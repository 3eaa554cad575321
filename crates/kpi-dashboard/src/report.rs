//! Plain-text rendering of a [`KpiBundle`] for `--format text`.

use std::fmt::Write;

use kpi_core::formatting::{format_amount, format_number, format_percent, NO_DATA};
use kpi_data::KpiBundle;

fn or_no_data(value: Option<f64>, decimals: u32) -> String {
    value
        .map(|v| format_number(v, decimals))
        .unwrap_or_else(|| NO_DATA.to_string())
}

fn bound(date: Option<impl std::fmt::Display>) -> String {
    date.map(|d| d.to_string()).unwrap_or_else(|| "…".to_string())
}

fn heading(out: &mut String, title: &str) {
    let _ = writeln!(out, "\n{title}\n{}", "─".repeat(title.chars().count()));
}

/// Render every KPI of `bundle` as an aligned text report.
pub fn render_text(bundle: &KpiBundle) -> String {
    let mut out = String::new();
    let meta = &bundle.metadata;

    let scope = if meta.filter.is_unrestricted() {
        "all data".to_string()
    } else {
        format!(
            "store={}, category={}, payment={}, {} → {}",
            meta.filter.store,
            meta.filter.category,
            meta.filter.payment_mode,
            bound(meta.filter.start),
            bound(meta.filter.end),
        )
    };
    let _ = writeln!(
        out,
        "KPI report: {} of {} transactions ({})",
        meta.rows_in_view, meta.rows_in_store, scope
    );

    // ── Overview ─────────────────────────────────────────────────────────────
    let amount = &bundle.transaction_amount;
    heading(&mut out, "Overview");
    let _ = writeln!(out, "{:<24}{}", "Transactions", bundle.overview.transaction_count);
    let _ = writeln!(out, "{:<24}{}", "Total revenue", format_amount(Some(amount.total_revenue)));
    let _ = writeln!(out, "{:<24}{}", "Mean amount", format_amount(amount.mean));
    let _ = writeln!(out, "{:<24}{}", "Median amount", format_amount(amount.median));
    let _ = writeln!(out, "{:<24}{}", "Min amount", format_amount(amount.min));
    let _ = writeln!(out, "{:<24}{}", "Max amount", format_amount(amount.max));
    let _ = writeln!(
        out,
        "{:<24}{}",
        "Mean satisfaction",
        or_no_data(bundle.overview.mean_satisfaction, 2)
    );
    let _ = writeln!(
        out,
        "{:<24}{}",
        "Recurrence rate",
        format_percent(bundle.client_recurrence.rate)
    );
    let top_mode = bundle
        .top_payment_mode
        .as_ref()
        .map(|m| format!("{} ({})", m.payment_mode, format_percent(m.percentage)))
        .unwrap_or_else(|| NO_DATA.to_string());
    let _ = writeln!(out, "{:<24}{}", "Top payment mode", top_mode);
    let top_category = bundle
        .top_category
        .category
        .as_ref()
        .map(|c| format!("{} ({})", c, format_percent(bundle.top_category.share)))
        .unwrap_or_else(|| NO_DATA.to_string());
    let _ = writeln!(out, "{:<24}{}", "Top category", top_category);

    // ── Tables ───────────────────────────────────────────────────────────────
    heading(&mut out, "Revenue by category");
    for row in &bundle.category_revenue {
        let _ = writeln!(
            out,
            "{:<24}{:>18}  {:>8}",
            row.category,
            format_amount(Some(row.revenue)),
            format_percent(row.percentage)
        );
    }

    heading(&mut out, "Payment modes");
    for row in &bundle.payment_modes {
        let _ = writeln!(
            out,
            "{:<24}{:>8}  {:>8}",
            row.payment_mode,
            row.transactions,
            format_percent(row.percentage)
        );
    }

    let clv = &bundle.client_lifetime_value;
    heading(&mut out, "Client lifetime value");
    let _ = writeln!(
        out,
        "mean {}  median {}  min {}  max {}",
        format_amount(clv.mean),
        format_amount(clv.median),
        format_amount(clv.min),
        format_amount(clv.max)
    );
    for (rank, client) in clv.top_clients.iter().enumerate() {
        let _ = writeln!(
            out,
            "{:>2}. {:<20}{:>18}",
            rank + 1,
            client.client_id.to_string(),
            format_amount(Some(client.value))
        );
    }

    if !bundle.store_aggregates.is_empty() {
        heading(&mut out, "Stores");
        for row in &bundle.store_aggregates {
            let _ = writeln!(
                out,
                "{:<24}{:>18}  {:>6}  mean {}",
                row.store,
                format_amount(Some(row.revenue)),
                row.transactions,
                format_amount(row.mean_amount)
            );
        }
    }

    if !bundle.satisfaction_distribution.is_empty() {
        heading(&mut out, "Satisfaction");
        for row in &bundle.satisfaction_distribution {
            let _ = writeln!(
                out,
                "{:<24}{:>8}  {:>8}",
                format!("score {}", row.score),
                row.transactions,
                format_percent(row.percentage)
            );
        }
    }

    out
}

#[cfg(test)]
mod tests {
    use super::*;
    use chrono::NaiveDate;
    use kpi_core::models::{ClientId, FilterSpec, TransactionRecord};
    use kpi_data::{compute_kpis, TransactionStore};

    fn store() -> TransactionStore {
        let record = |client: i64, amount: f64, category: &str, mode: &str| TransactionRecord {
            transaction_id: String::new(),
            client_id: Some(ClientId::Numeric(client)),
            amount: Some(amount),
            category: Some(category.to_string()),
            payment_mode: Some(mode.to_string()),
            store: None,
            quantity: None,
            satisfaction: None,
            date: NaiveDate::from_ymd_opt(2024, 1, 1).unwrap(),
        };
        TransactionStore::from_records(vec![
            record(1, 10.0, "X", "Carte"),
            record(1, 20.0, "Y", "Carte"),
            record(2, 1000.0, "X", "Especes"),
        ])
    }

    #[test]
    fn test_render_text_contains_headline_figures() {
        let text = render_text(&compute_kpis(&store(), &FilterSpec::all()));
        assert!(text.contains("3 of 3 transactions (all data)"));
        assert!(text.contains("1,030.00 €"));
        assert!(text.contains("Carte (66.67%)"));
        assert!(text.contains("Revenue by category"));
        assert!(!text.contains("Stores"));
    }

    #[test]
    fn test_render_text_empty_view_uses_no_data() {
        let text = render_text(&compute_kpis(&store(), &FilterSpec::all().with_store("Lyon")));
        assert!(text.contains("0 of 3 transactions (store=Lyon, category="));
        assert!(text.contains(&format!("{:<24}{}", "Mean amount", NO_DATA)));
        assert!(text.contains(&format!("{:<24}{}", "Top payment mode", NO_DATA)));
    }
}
=-=-=
Work to be completed: Every line of the listing must be written out again exactly.

Task result:
repository 3eaa554cad575321
filename crates/kpi-dashboard/src/report.rs
//! Plain-text rendering of a [`KpiBundle`] for `--format text`.

use std::fmt::Write;

use kpi_core::formatting::{format_amount, format_number, format_percent, NO_DATA};
use kpi_data::KpiBundle;

fn or_no_data(value: Option<f64>, decimals: u32) -> String {
    value
        .map(|v| format_number(v, decimals))
        .unwrap_or_else(|| NO_DATA.to_string())
}

fn bound(date: Option<impl std::fmt::Display>) -> String {
    date.map(|d| d.to_string()).unwrap_or_else(|| "…".to_string())
}

fn heading(out: &mut String, title: &str) {
    let _ = writeln!(out, "\n{title}\n{}", "─".repeat(title.chars().count()));
}

/// Render every KPI of `bundle` as an aligned text report.
pub fn render_text(bundle: &KpiBundle) -> String {
    let mut out = String::new();
    let meta = &bundle.metadata;

    let scope = if meta.filter.is_unrestricted() {
        "all data".to_string()
    } else {
        format!(
            "store={}, category={}, payment={}, {} → {}",
            meta.filter.store,
            meta.filter.category,
            meta.filter.payment_mode,
            bound(meta.filter.start),
            bound(meta.filter.end),
        )
    };
    let _ = writeln!(
        out,
        "KPI report: {} of {} transactions ({})",
        meta.rows_in_view, meta.rows_in_store, scope
    );

    // ── Overview ─────────────────────────────────────────────────────────────
    let amount = &bundle.transaction_amount;
    heading(&mut out, "Overview");
    let _ = writeln!(out, "{:<24}{}", "Transactions", bundle.overview.transaction_count);
    let _ = writeln!(out, "{:<24}{}", "Total revenue", format_amount(Some(amount.total_revenue)));
    let _ = writeln!(out, "{:<24}{}", "Mean amount", format_amount(amount.mean));
    let _ = writeln!(out, "{:<24}{}", "Median amount", format_amount(amount.median));
    let _ = writeln!(out, "{:<24}{}", "Min amount", format_amount(amount.min));
    let _ = writeln!(out, "{:<24}{}", "Max amount", format_amount(amount.max));
    let _ = writeln!(
        out,
        "{:<24}{}",
        "Mean satisfaction",
        or_no_data(bundle.overview.mean_satisfaction, 2)
    );
    let _ = writeln!(
        out,
        "{:<24}{}",
        "Recurrence rate",
        format_percent(bundle.client_recurrence.rate)
    );
    let top_mode = bundle
        .top_payment_mode
        .as_ref()
        .map(|m| format!("{} ({})", m.payment_mode, format_percent(m.percentage)))
        .unwrap_or_else(|| NO_DATA.to_string());
    let _ = writeln!(out, "{:<24}{}", "Top payment mode", top_mode);
    let top_category = bundle
        .top_category
        .category
        .as_ref()
        .map(|c| format!("{} ({})", c, format_percent(bundle.top_category.share)))
        .unwrap_or_else(|| NO_DATA.to_string());
    let _ = writeln!(out, "{:<24}{}", "Top category", top_category);

    // ── Tables ───────────────────────────────────────────────────────────────
    heading(&mut out, "Revenue by category");
    for row in &bundle.category_revenue {
        let _ = writeln!(
            out,
            "{:<24}{:>18}  {:>8}",
            row.category,
            format_amount(Some(row.revenue)),
            format_percent(row.percentage)
        );
    }

    heading(&mut out, "Payment modes");
    for row in &bundle.payment_modes {
        let _ = writeln!(
            out,
            "{:<24}{:>8}  {:>8}",
            row.payment_mode,
            row.transactions,
            format_percent(row.percentage)
        );
    }

    let clv = &bundle.client_lifetime_value;
    heading(&mut out, "Client lifetime value");
    let _ = writeln!(
        out,
        "mean {}  median {}  min {}  max {}",
        format_amount(clv.mean),
        format_amount(clv.median),
        format_amount(clv.min),
        format_amount(clv.max)
    );
    for (rank, client) in clv.top_clients.iter().enumerate() {
        let _ = writeln!(
            out,
            "{:>2}. {:<20}{:>18}",
            rank + 1,
            client.client_id.to_string(),
            format_amount(Some(client.value))
        );
    }

    if !bundle.store_aggregates.is_empty() {
        heading(&mut out, "Stores");
        for row in &bundle.store_aggregates {
            let _ = writeln!(
                out,
                "{:<24}{:>18}  {:>6}  mean {}",
                row.store,
                format_amount(Some(row.revenue)),
                row.transactions,
                format_amount(row.mean_amount)
            );
        }
    }

    if !bundle.satisfaction_distribution.is_empty() {
        heading(&mut out, "Satisfaction");
        for row in &bundle.satisfaction_distribution {
            let _ = writeln!(
                out,
                "{:<24}{:>8}  {:>8}",
                format!("score {}", row.score),
                row.transactions,
                format_percent(row.percentage)
            );
        }
    }

    out
}

#[cfg(test)]
mod tests {
    use super::*;
    use chrono::NaiveDate;
    use kpi_core::models::{ClientId, FilterSpec, TransactionRecord};
    use kpi_data::{compute_kpis, TransactionStore};

    fn store() -> TransactionStore {
        let record = |client: i64, amount: f64, category: &str, mode: &str| TransactionRecord {
            transaction_id: String::new(),
            client_id: Some(ClientId::Numeric(client)),
            amount: Some(amount),
            category: Some(category.to_string()),
            payment_mode: Some(mode.to_string()),
            store: None,
            quantity: None,
            satisfaction: None,
            date: NaiveDate::from_ymd_opt(2024, 1, 1).unwrap(),
        };
        TransactionStore::from_records(vec![
            record(1, 10.0, "X", "Carte"),
            record(1, 20.0, "Y", "Carte"),
            record(2, 1000.0, "X", "Especes"),
        ])
    }

    #[test]
    fn test_render_text_contains_headline_figures() {
        let text = render_text(&compute_kpis(&store(), &FilterSpec::all()));
        assert!(text.contains("3 of 3 transactions (all data)"));
        assert!(text.contains("1,030.00 €"));
        assert!(text.contains("Carte (66.67%)"));
        assert!(text.contains("Revenue by category"));
        assert!(!text.contains("Stores"));
    }

    #[test]
    fn test_render_text_empty_view_uses_no_data() {
        let text = render_text(&compute_kpis(&store(), &FilterSpec::all().with_store("Lyon")));
        assert!(text.contains("0 of 3 transactions (store=Lyon, category="));
        assert!(text.contains(&format!("{:<24}{}", "Mean amount", NO_DATA)));
        assert!(text.contains(&format!("{:<24}{}", "Top payment mode", NO_DATA)));
    }
}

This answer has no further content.